- **TASK INSTRUCTIONS**
Exact repetition of every record is required.

- **SUPPLIED RECORDS**

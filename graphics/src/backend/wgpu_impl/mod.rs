//! wgpu GPU backend implementation.
//!
//! This backend uses wgpu for cross-platform GPU access, supporting
//! Vulkan, Metal, DX12 and GL.

pub(crate) mod conversion;
mod passes;
mod resources;
mod swapchain;

use std::collections::HashMap;
use std::sync::Arc;

use parking_lot::Mutex;

pub use swapchain::WgpuSwapChain;

use crate::device::{AdapterInfo, DeviceParameters, FeatureLevel};
use crate::error::{RenderError, RenderResult};
use crate::types::TextureFormat;

use self::conversion::convert_texture_format;
use self::passes::PipelineKind;

/// wgpu-based GPU backend.
pub struct WgpuBackend {
    instance: wgpu::Instance,
    adapter: wgpu::Adapter,
    device: Arc<wgpu::Device>,
    queue: Arc<wgpu::Queue>,
    feature_level: FeatureLevel,
    adapter_specific_formats: bool,
    blit_shader: wgpu::ShaderModule,
    fill_shader: wgpu::ShaderModule,
    blit_layout: wgpu::BindGroupLayout,
    fill_layout: wgpu::BindGroupLayout,
    pipelines: Mutex<HashMap<(PipelineKind, wgpu::TextureFormat, u32), Arc<wgpu::RenderPipeline>>>,
}

impl std::fmt::Debug for WgpuBackend {
    fn fmt(&self, f: &mut std::fmt::Formatter<'_>) -> std::fmt::Result {
        f.debug_struct("WgpuBackend")
            .field("adapter", &self.adapter.get_info().name)
            .field("feature_level", &self.feature_level)
            .finish()
    }
}

impl WgpuBackend {
    /// Create a new wgpu backend with the given parameters.
    pub fn new(params: &DeviceParameters) -> RenderResult<Self> {
        // Configure instance flags based on debug settings
        let mut flags = wgpu::InstanceFlags::default();
        if params.debug_resources {
            flags |= wgpu::InstanceFlags::DEBUG;
            flags |= wgpu::InstanceFlags::VALIDATION;
        }

        let instance = wgpu::Instance::new(&wgpu::InstanceDescriptor {
            backends: wgpu::Backends::all(),
            flags,
            backend_options: wgpu::BackendOptions::default(),
            memory_budget_thresholds: wgpu::MemoryBudgetThresholds::default(),
        });

        // Request adapter
        let adapter = pollster::block_on(instance.request_adapter(&wgpu::RequestAdapterOptions {
            power_preference: wgpu::PowerPreference::HighPerformance,
            compatible_surface: None,
            force_fallback_adapter: false,
        }))
        .map_err(|e| RenderError::DeviceCreationFailed(format!("No compatible GPU adapter: {e}")))?;

        log::info!("wgpu adapter: {:?}", adapter.get_info());

        // Per-format sample counts beyond the WebGPU baseline need this feature
        let required_features =
            adapter.features() & wgpu::Features::TEXTURE_ADAPTER_SPECIFIC_FORMAT_FEATURES;

        let (device, queue) = pollster::block_on(adapter.request_device(&wgpu::DeviceDescriptor {
            label: Some(params.label.as_str()),
            required_features,
            required_limits: adapter.limits(),
            memory_hints: wgpu::MemoryHints::default(),
            experimental_features: wgpu::ExperimentalFeatures::default(),
            trace: wgpu::Trace::Off,
        }))
        .map_err(|e| RenderError::DeviceCreationFailed(format!("Device creation failed: {e}")))?;

        let feature_level = feature_level_of(&adapter);
        let (blit_shader, blit_layout) = passes::create_blit_resources(&device);
        let (fill_shader, fill_layout) = passes::create_fill_resources(&device);

        Ok(Self {
            instance,
            adapter,
            device: Arc::new(device),
            queue: Arc::new(queue),
            feature_level,
            adapter_specific_formats: !required_features.is_empty(),
            blit_shader,
            fill_shader,
            blit_layout,
            fill_layout,
            pipelines: Mutex::new(HashMap::new()),
        })
    }

    /// Get the wgpu device.
    pub fn device(&self) -> &Arc<wgpu::Device> {
        &self.device
    }

    /// Get the wgpu queue.
    pub fn queue(&self) -> &Arc<wgpu::Queue> {
        &self.queue
    }

    /// Get the backend name.
    pub fn name(&self) -> &'static str {
        "wgpu Backend"
    }

    pub fn adapter_info(&self) -> AdapterInfo {
        let info = self.adapter.get_info();
        AdapterInfo {
            name: info.name,
            backend: format!("{:?}", info.backend),
            dedicated_video_memory: None,
        }
    }

    pub fn feature_level(&self) -> FeatureLevel {
        self.feature_level
    }

    pub fn supports_sample_count(&self, format: TextureFormat, count: u32) -> bool {
        if count == 1 {
            return true;
        }
        let format = convert_texture_format(format);
        if self.adapter_specific_formats {
            self.adapter
                .get_texture_format_features(format)
                .flags
                .sample_count_supported(count)
        } else {
            // WebGPU guarantees 4x for renderable formats except 32-bit float
            count == 4 && format != wgpu::TextureFormat::Rgba32Float
        }
    }

    /// Wait for all submitted work.
    pub fn flush(&self) {
        let _ = self.device.poll(wgpu::PollType::wait_indefinitely());
    }

    fn submit(&self, encoder: wgpu::CommandEncoder) {
        self.queue.submit(std::iter::once(encoder.finish()));
    }
}

/// Map the adapter's downlevel capabilities onto the renderer's tiers.
fn feature_level_of(adapter: &wgpu::Adapter) -> FeatureLevel {
    let capabilities = adapter.get_downlevel_capabilities();
    if capabilities.is_webgpu_compliant() {
        FeatureLevel::Level11_0
    } else if capabilities
        .flags
        .contains(wgpu::DownlevelFlags::COMPUTE_SHADERS)
    {
        FeatureLevel::Level10_1
    } else if capabilities
        .flags
        .contains(wgpu::DownlevelFlags::INDEPENDENT_BLEND)
    {
        FeatureLevel::Level10_0
    } else {
        FeatureLevel::Level9_3
    }
}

- **TASK ANSWER**
filename graphics/src/backend/wgpu_impl/mod.rs
//! wgpu GPU backend implementation.
//!
//! This backend uses wgpu for cross-platform GPU access, supporting
//! Vulkan, Metal, DX12 and GL.

pub(crate) mod conversion;
mod passes;
mod resources;
mod swapchain;

use std::collections::HashMap;
use std::sync::Arc;

use parking_lot::Mutex;

pub use swapchain::WgpuSwapChain;

use crate::device::{AdapterInfo, DeviceParameters, FeatureLevel};
use crate::error::{RenderError, RenderResult};
use crate::types::TextureFormat;

use self::conversion::convert_texture_format;
use self::passes::PipelineKind;

/// wgpu-based GPU backend.
pub struct WgpuBackend {
    instance: wgpu::Instance,
    adapter: wgpu::Adapter,
    device: Arc<wgpu::Device>,
    queue: Arc<wgpu::Queue>,
    feature_level: FeatureLevel,
    adapter_specific_formats: bool,
    blit_shader: wgpu::ShaderModule,
    fill_shader: wgpu::ShaderModule,
    blit_layout: wgpu::BindGroupLayout,
    fill_layout: wgpu::BindGroupLayout,
    pipelines: Mutex<HashMap<(PipelineKind, wgpu::TextureFormat, u32), Arc<wgpu::RenderPipeline>>>,
}

impl std::fmt::Debug for WgpuBackend {
    fn fmt(&self, f: &mut std::fmt::Formatter<'_>) -> std::fmt::Result {
        f.debug_struct("WgpuBackend")
            .field("adapter", &self.adapter.get_info().name)
            .field("feature_level", &self.feature_level)
            .finish()
    }
}

impl WgpuBackend {
    /// Create a new wgpu backend with the given parameters.
    pub fn new(params: &DeviceParameters) -> RenderResult<Self> {
        // Configure instance flags based on debug settings
        let mut flags = wgpu::InstanceFlags::default();
        if params.debug_resources {
            flags |= wgpu::InstanceFlags::DEBUG;
            flags |= wgpu::InstanceFlags::VALIDATION;
        }

        let instance = wgpu::Instance::new(&wgpu::InstanceDescriptor {
            backends: wgpu::Backends::all(),
            flags,
            backend_options: wgpu::BackendOptions::default(),
            memory_budget_thresholds: wgpu::MemoryBudgetThresholds::default(),
        });

        // Request adapter
        let adapter = pollster::block_on(instance.request_adapter(&wgpu::RequestAdapterOptions {
            power_preference: wgpu::PowerPreference::HighPerformance,
            compatible_surface: None,
            force_fallback_adapter: false,
        }))
        .map_err(|e| RenderError::DeviceCreationFailed(format!("No compatible GPU adapter: {e}")))?;

        log::info!("wgpu adapter: {:?}", adapter.get_info());

        // Per-format sample counts beyond the WebGPU baseline need this feature
        let required_features =
            adapter.features() & wgpu::Features::TEXTURE_ADAPTER_SPECIFIC_FORMAT_FEATURES;

        let (device, queue) = pollster::block_on(adapter.request_device(&wgpu::DeviceDescriptor {
            label: Some(params.label.as_str()),
            required_features,
            required_limits: adapter.limits(),
            memory_hints: wgpu::MemoryHints::default(),
            experimental_features: wgpu::ExperimentalFeatures::default(),
            trace: wgpu::Trace::Off,
        }))
        .map_err(|e| RenderError::DeviceCreationFailed(format!("Device creation failed: {e}")))?;

        let feature_level = feature_level_of(&adapter);
        let (blit_shader, blit_layout) = passes::create_blit_resources(&device);
        let (fill_shader, fill_layout) = passes::create_fill_resources(&device);

        Ok(Self {
            instance,
            adapter,
            device: Arc::new(device),
            queue: Arc::new(queue),
            feature_level,
            adapter_specific_formats: !required_features.is_empty(),
            blit_shader,
            fill_shader,
            blit_layout,
            fill_layout,
            pipelines: Mutex::new(HashMap::new()),
        })
    }

    /// Get the wgpu device.
    pub fn device(&self) -> &Arc<wgpu::Device> {
        &self.device
    }

    /// Get the wgpu queue.
    pub fn queue(&self) -> &Arc<wgpu::Queue> {
        &self.queue
    }

    /// Get the backend name.
    pub fn name(&self) -> &'static str {
        "wgpu Backend"
    }

    pub fn adapter_info(&self) -> AdapterInfo {
        let info = self.adapter.get_info();
        AdapterInfo {
            name: info.name,
            backend: format!("{:?}", info.backend),
            dedicated_video_memory: None,
        }
    }

    pub fn feature_level(&self) -> FeatureLevel {
        self.feature_level
    }

    pub fn supports_sample_count(&self, format: TextureFormat, count: u32) -> bool {
        if count == 1 {
            return true;
        }
        let format = convert_texture_format(format);
        if self.adapter_specific_formats {
            self.adapter
                .get_texture_format_features(format)
                .flags
                .sample_count_supported(count)
        } else {
            // WebGPU guarantees 4x for renderable formats except 32-bit float
            count == 4 && format != wgpu::TextureFormat::Rgba32Float
        }
    }

    /// Wait for all submitted work.
    pub fn flush(&self) {
        let _ = self.device.poll(wgpu::PollType::wait_indefinitely());
    }

    fn submit(&self, encoder: wgpu::CommandEncoder) {
        self.queue.submit(std::iter::once(encoder.finish()));
    }
}

/// Map the adapter's downlevel capabilities onto the renderer's tiers.
fn feature_level_of(adapter: &wgpu::Adapter) -> FeatureLevel {
    let capabilities = adapter.get_downlevel_capabilities();
    if capabilities.is_webgpu_compliant() {
        FeatureLevel::Level11_0
    } else if capabilities
        .flags
        .contains(wgpu::DownlevelFlags::COMPUTE_SHADERS)
    {
        FeatureLevel::Level10_1
    } else if capabilities
        .flags
        .contains(wgpu::DownlevelFlags::INDEPENDENT_BLEND)
    {
        FeatureLevel::Level10_0
    } else {
        FeatureLevel::Level9_3
    }
}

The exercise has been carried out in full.